About this exercise: Report each line of the data that includes the word "true".

Data for analysis:
use std::io::Write;
use std::path::Path;
use std::sync::{Arc, LazyLock};

use regex::Regex;
use reqwest::Url;
use scraper::{Html, Selector};
use tracing::{debug, info, warn};

use super::{compile_pattern, name_and_price, ExtractContext, ExtractFuture, Strategy};
use crate::error::SourceError;
use crate::fetch::{fetch_ok, FetchedPage};
use crate::model::{ConfigMap, DishRecord};

static ANCHOR_SEL: LazyLock<Selector> = LazyLock::new(|| Selector::parse("a[href]").unwrap());
static EMBED_SEL: LazyLock<Selector> =
    LazyLock::new(|| Selector::parse("object[data], embed[src], iframe[src]").unwrap());

/// Page-ordered text of a PDF on disk.
pub trait PdfText: Send + Sync {
    fn pages(&self, path: &Path) -> Result<Vec<String>, SourceError>;
}

/// [`PdfText`] backed by the pure-Rust `pdf-extract` crate.
pub struct PdfExtractText;

impl PdfText for PdfExtractText {
    fn pages(&self, path: &Path) -> Result<Vec<String>, SourceError> {
        pdf_extract::extract_text_by_pages(path).map_err(|e| SourceError::Pdf(e.to_string()))
    }
}

/// Menu published as a PDF, one "name  price" per text line.
pub struct PdfStrategy {
    backend: Arc<dyn PdfText>,
}

impl PdfStrategy {
    pub fn new(backend: Arc<dyn PdfText>) -> Self {
        PdfStrategy { backend }
    }

    /// Write the document to a temp file and read its text page by page.
    ///
    /// The temp file is deleted when this returns, on every path.
    async fn document_text(&self, bytes: &[u8]) -> Result<String, SourceError> {
        let mut tmp = tempfile::Builder::new()
            .prefix("menu-")
            .suffix(".pdf")
            .tempfile()?;
        tmp.write_all(bytes)?;
        tmp.flush()?;

        let path = tmp.path().to_path_buf();
        let backend = Arc::clone(&self.backend);
        let pages = tokio::task::spawn_blocking(move || backend.pages(&path))
            .await
            .map_err(|e| SourceError::Pdf(format!("extraction task failed: {}", e)))??;

        debug!("Read {} pages from {}", pages.len(), tmp.path().display());
        Ok(pages.join("\n"))
    }
}

impl Strategy for PdfStrategy {
    fn name(&self) -> &str {
        "pdf"
    }

    fn validate(&self, config: &ConfigMap) -> Result<(), SourceError> {
        compile_pattern(config, "plat_preu_regex").map(|_| ())
    }

    fn extract<'a>(
        &'a self,
        location: &'a str,
        config: &'a ConfigMap,
        ctx: &'a ExtractContext,
    ) -> ExtractFuture<'a> {
        Box::pin(async move {
            let pattern = compile_pattern(config, "plat_preu_regex")?;
            let referer = config.get("referer");

            let mut page = fetch_ok(ctx.fetcher.as_ref(), location, referer).await?;
            if is_wrapper_page(&page) {
                let pdf_url = find_pdf_link(&page.text(), &page.url)
                    .ok_or_else(|| SourceError::NoPdfLink(location.to_string()))?;
                info!("Found PDF menu behind {}: {}", location, pdf_url);
                page = fetch_ok(ctx.fetcher.as_ref(), &pdf_url, referer).await?;
            }

            let text = self.document_text(&page.body).await?;
            let matched = match_lines(&text, &pattern);
            info!("{} PDF lines matched at {}", matched.len(), location);

            let mut dishes = Vec::with_capacity(matched.len());
            for (name, price) in matched {
                let (tags, ingredients) = ctx.enricher.extract_tags_and_ingredients(&name).await;
                dishes.push(DishRecord::new(name, price, tags, ingredients));
            }
            Ok(dishes)
        })
    }
}

fn is_wrapper_page(page: &FetchedPage) -> bool {
    !page.looks_like_pdf()
        && (page.looks_like_html() || page.text().trim_start().starts_with('<'))
}

/// Name/price pairs for lines matching `pattern` at their start, in line order.
fn match_lines(text: &str, pattern: &Regex) -> Vec<(String, String)> {
    let mut out = Vec::new();
    for line in text.lines().map(str::trim).filter(|l| !l.is_empty()) {
        let hit = pattern
            .captures(line)
            .filter(|caps| caps.get(0).is_some_and(|m| m.start() == 0))
            .and_then(|caps| name_and_price(&caps));
        match hit {
            Some(pair) => out.push(pair),
            None => warn!("No name/price match in PDF line: {}", line),
        }
    }
    out
}

/// First link to a `.pdf` in a wrapper page: anchors first, then embedded objects.
fn find_pdf_link(html: &str, base_url: &str) -> Option<String> {
    let doc = Html::parse_document(html);

    let anchors = doc
        .select(&ANCHOR_SEL)
        .filter_map(|el| el.value().attr("href"));
    let embedded = doc.select(&EMBED_SEL).filter_map(|el| {
        let v = el.value();
        v.attr("data").or_else(|| v.attr("src"))
    });

    let raw = anchors
        .chain(embedded)
        .map(str::trim)
        .find(|href| is_pdf_href(href))?;

    match Url::parse(base_url).and_then(|base| base.join(raw)) {
        Ok(url) => Some(url.to_string()),
        Err(_) => Some(raw.to_string()),
    }
}

fn is_pdf_href(href: &str) -> bool {
    let path = href.split(['?', '#']).next().unwrap_or(href);
    path.to_ascii_lowercase().ends_with(".pdf")
}
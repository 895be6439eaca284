//! Hand-rolled test doubles for the network and PDF seams.

use std::collections::HashMap;
use std::future::Future;
use std::path::{Path, PathBuf};
use std::pin::Pin;
use std::sync::{Arc, Mutex};

use tokio::io::{AsyncReadExt, AsyncWriteExt};
use tokio::net::{TcpListener, TcpStream};
use tokio::task::JoinHandle;

use crate::enrich::{Enricher, UnderstandingService};
use crate::error::{EnrichmentError, SourceError};
use crate::fetch::{FetchedPage, Fetcher};
use crate::strategy::{ExtractContext, PdfText};

/// Serves canned pages by URL; anything unknown is a 404.
#[derive(Default)]
pub struct MockFetcher {
    pages: HashMap<String, FetchedPage>,
    calls: Mutex<Vec<String>>,
}

impl MockFetcher {
    pub fn new() -> Self {
        Self::default()
    }

    fn with_page(mut self, url: &str, status: u16, content_type: &str, body: &[u8]) -> Self {
        self.pages.insert(
            url.to_string(),
            FetchedPage {
                url: url.to_string(),
                status,
                content_type: Some(content_type.to_string()),
                body: body.to_vec(),
            },
        );
        self
    }

    pub fn html(self, url: &str, body: &str) -> Self {
        self.with_page(url, 200, "text/html; charset=utf-8", body.as_bytes())
    }

    pub fn pdf(self, url: &str, body: &[u8]) -> Self {
        self.with_page(url, 200, "application/pdf", body)
    }

    pub fn status(self, url: &str, status: u16) -> Self {
        self.with_page(url, status, "text/html", b"")
    }

    pub fn calls(&self) -> Vec<String> {
        self.calls.lock().unwrap().clone()
    }
}

impl Fetcher for MockFetcher {
    fn get<'a>(
        &'a self,
        url: &'a str,
        _referer: Option<&'a str>,
    ) -> Pin<Box<dyn Future<Output = Result<FetchedPage, SourceError>> + Send + 'a>> {
        self.calls.lock().unwrap().push(url.to_string());
        let page = self.pages.get(url).cloned().unwrap_or_else(|| FetchedPage {
            url: url.to_string(),
            status: 404,
            content_type: None,
            body: Vec::new(),
        });
        Box::pin(async move { Ok(page) })
    }
}

type Responder = Box<dyn Fn(&str) -> Result<String, EnrichmentError> + Send + Sync>;

/// Answers prompts through a closure and records every prompt it saw.
pub struct MockService {
    responder: Responder,
    prompts: Mutex<Vec<String>>,
}

impl MockService {
    pub fn from_fn(
        f: impl Fn(&str) -> Result<String, EnrichmentError> + Send + Sync + 'static,
    ) -> Self {
        MockService {
            responder: Box::new(f),
            prompts: Mutex::new(Vec::new()),
        }
    }

    pub fn answering(answer: &str) -> Self {
        let answer = answer.to_string();
        Self::from_fn(move |_| Ok(answer.clone()))
    }

    pub fn failing(status: u16) -> Self {
        Self::from_fn(move |_| Err(EnrichmentError::Status(status)))
    }

    pub fn unreachable() -> Self {
        Self::from_fn(|_| Err(EnrichmentError::Transport("connection refused".into())))
    }

    pub fn call_count(&self) -> usize {
        self.prompts.lock().unwrap().len()
    }

    pub fn prompts(&self) -> Vec<String> {
        self.prompts.lock().unwrap().clone()
    }
}

impl UnderstandingService for MockService {
    fn ask<'a>(
        &'a self,
        prompt: &'a str,
    ) -> Pin<Box<dyn Future<Output = Result<String, EnrichmentError>> + Send + 'a>> {
        self.prompts.lock().unwrap().push(prompt.to_string());
        let result = (self.responder)(prompt);
        Box::pin(async move { result })
    }
}

/// Treats the temp file as UTF-8 text with form feeds between pages.
#[derive(Default)]
pub struct FakePdfText {
    fail: bool,
    seen: Mutex<Vec<PathBuf>>,
}

impl FakePdfText {
    pub fn failing() -> Self {
        FakePdfText {
            fail: true,
            seen: Mutex::new(Vec::new()),
        }
    }

    /// Paths handed to the backend, in call order.
    pub fn seen(&self) -> Vec<PathBuf> {
        self.seen.lock().unwrap().clone()
    }
}

impl PdfText for FakePdfText {
    fn pages(&self, path: &Path) -> Result<Vec<String>, SourceError> {
        self.seen.lock().unwrap().push(path.to_path_buf());
        if self.fail {
            return Err(SourceError::Pdf("unsupported encryption".into()));
        }
        let text = std::fs::read_to_string(path)?;
        Ok(text.split('\x0c').map(str::to_string).collect())
    }
}

pub fn context(fetcher: Arc<dyn Fetcher>, service: Arc<dyn UnderstandingService>) -> ExtractContext {
    ExtractContext {
        fetcher,
        enricher: Enricher::new(service, "Catalan"),
    }
}

/// Raw HTTP/1.1 response with a body and `Connection: close`.
pub fn http_response(status: &str, content_type: &str, body: &str) -> String {
    format!(
        "HTTP/1.1 {status}\r\nContent-Type: {content_type}\r\nContent-Length: {}\r\nConnection: close\r\n\r\n{body}",
        body.len()
    )
}

/// Loopback server that answers one connection per canned response, in order.
///
/// Returns the base URL and a handle yielding the raw requests it received.
pub async fn serve(responses: Vec<String>) -> (String, JoinHandle<Vec<String>>) {
    let listener = TcpListener::bind("127.0.0.1:0").await.unwrap();
    let base = format!("http://{}", listener.local_addr().unwrap());
    let handle = tokio::spawn(async move {
        let mut requests = Vec::new();
        for response in responses {
            let (mut stream, _) = listener.accept().await.unwrap();
            requests.push(read_request(&mut stream).await);
            stream.write_all(response.as_bytes()).await.unwrap();
            let _ = stream.shutdown().await;
        }
        requests
    });
    (base, handle)
}

/// Head plus `Content-Length` bytes of body.
async fn read_request(stream: &mut TcpStream) -> String {
    let mut buf = Vec::new();
    let mut chunk = [0u8; 1024];
    loop {
        let n = stream.read(&mut chunk).await.unwrap();
        if n == 0 {
            break;
        }
        buf.extend_from_slice(&chunk[..n]);
        if let Some(end) = buf.windows(4).position(|w| w == b"\r\n\r\n") {
            let head = String::from_utf8_lossy(&buf[..end]).to_ascii_lowercase();
            let body_len = head
                .lines()
                .find_map(|l| l.strip_prefix("content-length:"))
                .and_then(|v| v.trim().parse::<usize>().ok())
                .unwrap_or(0);
            if buf.len() >= end + 4 + body_len {
                break;
            }
        }
    }
    String::from_utf8_lossy(&buf).into_owned()
}
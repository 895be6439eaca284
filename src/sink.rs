use std::path::Path;

use anyhow::{Context, Result};
use chrono::SecondsFormat;
use tracing::info;

use crate::model::AggregateResult;

const HEADER: &str = "Restaurant,Dish,Price,Tags,Ingredients,ScrapedAt";
/// Separator inside the Tags and Ingredients fields.
const LIST_DELIMITER: &str = "; ";

/// One output row per dish.
#[derive(Debug, Clone, PartialEq, Eq)]
pub struct MenuRow {
    pub restaurant: String,
    pub dish: String,
    pub price: String,
    pub tags: String,
    pub ingredients: String,
    pub scraped_at: String,
}

pub fn rows(result: &AggregateResult) -> Vec<MenuRow> {
    result
        .iter()
        .flat_map(|menu| {
            menu.dishes.iter().map(move |d| MenuRow {
                restaurant: menu.restaurant_name.clone(),
                dish: d.name.clone(),
                price: d.price.clone(),
                tags: d.tags.join(LIST_DELIMITER),
                ingredients: d.ingredients.join(LIST_DELIMITER),
                scraped_at: d.extracted_at.to_rfc3339_opts(SecondsFormat::Secs, true),
            })
        })
        .collect()
}

fn csv_escape(s: &str) -> String {
    if s.contains('"') || s.contains(',') || s.contains('\n') || s.contains('\r') {
        format!("\"{}\"", s.replace('"', "\"\""))
    } else {
        s.to_string()
    }
}

pub fn render_csv(rows: &[MenuRow]) -> String {
    let mut out = String::from(HEADER);
    out.push('\n');
    for r in rows {
        out.push_str(&format!(
            "{},{},{},{},{},{}\n",
            csv_escape(&r.restaurant),
            csv_escape(&r.dish),
            csv_escape(&r.price),
            csv_escape(&r.tags),
            csv_escape(&r.ingredients),
            csv_escape(&r.scraped_at),
        ));
    }
    out
}

/// Write the whole result to `path`, replacing anything already there.
pub fn write_csv(path: &Path, result: &AggregateResult) -> Result<usize> {
    let rows = rows(result);
    std::fs::write(path, render_csv(&rows))
        .with_context(|| format!("Failed to write {}", path.display()))?;
    info!("Wrote {} rows to {}", rows.len(), path.display());
    Ok(rows.len())
}

#[cfg(test)]
mod tests {
    use super::*;
    use crate::model::{DishRecord, MenuResult};

    fn sample() -> AggregateResult {
        vec![
            MenuResult {
                restaurant_name: "Can Roca".into(),
                dishes: vec![
                    DishRecord::new(
                        "Arròs negre".into(),
                        "16 €".into(),
                        vec!["main".into(), "rice, seafood".into()],
                        vec!["rice".into(), "squid ink".into()],
                    ),
                    DishRecord::new("Pa".into(), "2€".into(), vec![], vec![]),
                ],
            },
            MenuResult {
                restaurant_name: "Bar \"El Xiringuito\"".into(),
                dishes: vec![DishRecord::new("Bravas".into(), "5€".into(), vec![], vec![])],
            },
        ]
    }

    #[test]
    fn one_row_per_dish() {
        let r = rows(&sample());
        assert_eq!(r.len(), 3);
        assert_eq!(r[0].tags, "main; rice, seafood");
        assert_eq!(r[0].ingredients, "rice; squid ink");
        assert_eq!(r[1].tags, "");
        assert_eq!(r[2].restaurant, "Bar \"El Xiringuito\"");
    }

    #[test]
    fn fields_are_quoted_when_needed() {
        let out = render_csv(&rows(&sample()));
        let lines: Vec<&str> = out.lines().collect();
        assert_eq!(lines[0], HEADER);
        assert!(lines[1].starts_with("Can Roca,Arròs negre,16 €,\"main; rice, seafood\",rice; squid ink,"));
        assert!(lines[3].starts_with("\"Bar \"\"El Xiringuito\"\"\",Bravas,5€,,,"));
    }

    #[test]
    fn empty_result_is_header_only() {
        assert_eq!(render_csv(&rows(&Vec::new())), format!("{}\n", HEADER));
    }

    #[test]
    fn write_replaces_previous_output() {
        let dir = tempfile::tempdir().unwrap();
        let path = dir.path().join("menus.csv");
        std::fs::write(&path, "stale\ncontent\nthat is longer than the new file\n").unwrap();

        let n = write_csv(&path, &sample()).unwrap();
        assert_eq!(n, 3);
        let written = std::fs::read_to_string(&path).unwrap();
        assert!(!written.contains("stale"));
        assert_eq!(written.lines().count(), 4);
    }
}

Result for this task:
            fail: true,
                scraped_at: d.extracted_at.to_rfc3339_opts(SecondsFormat::Secs, true),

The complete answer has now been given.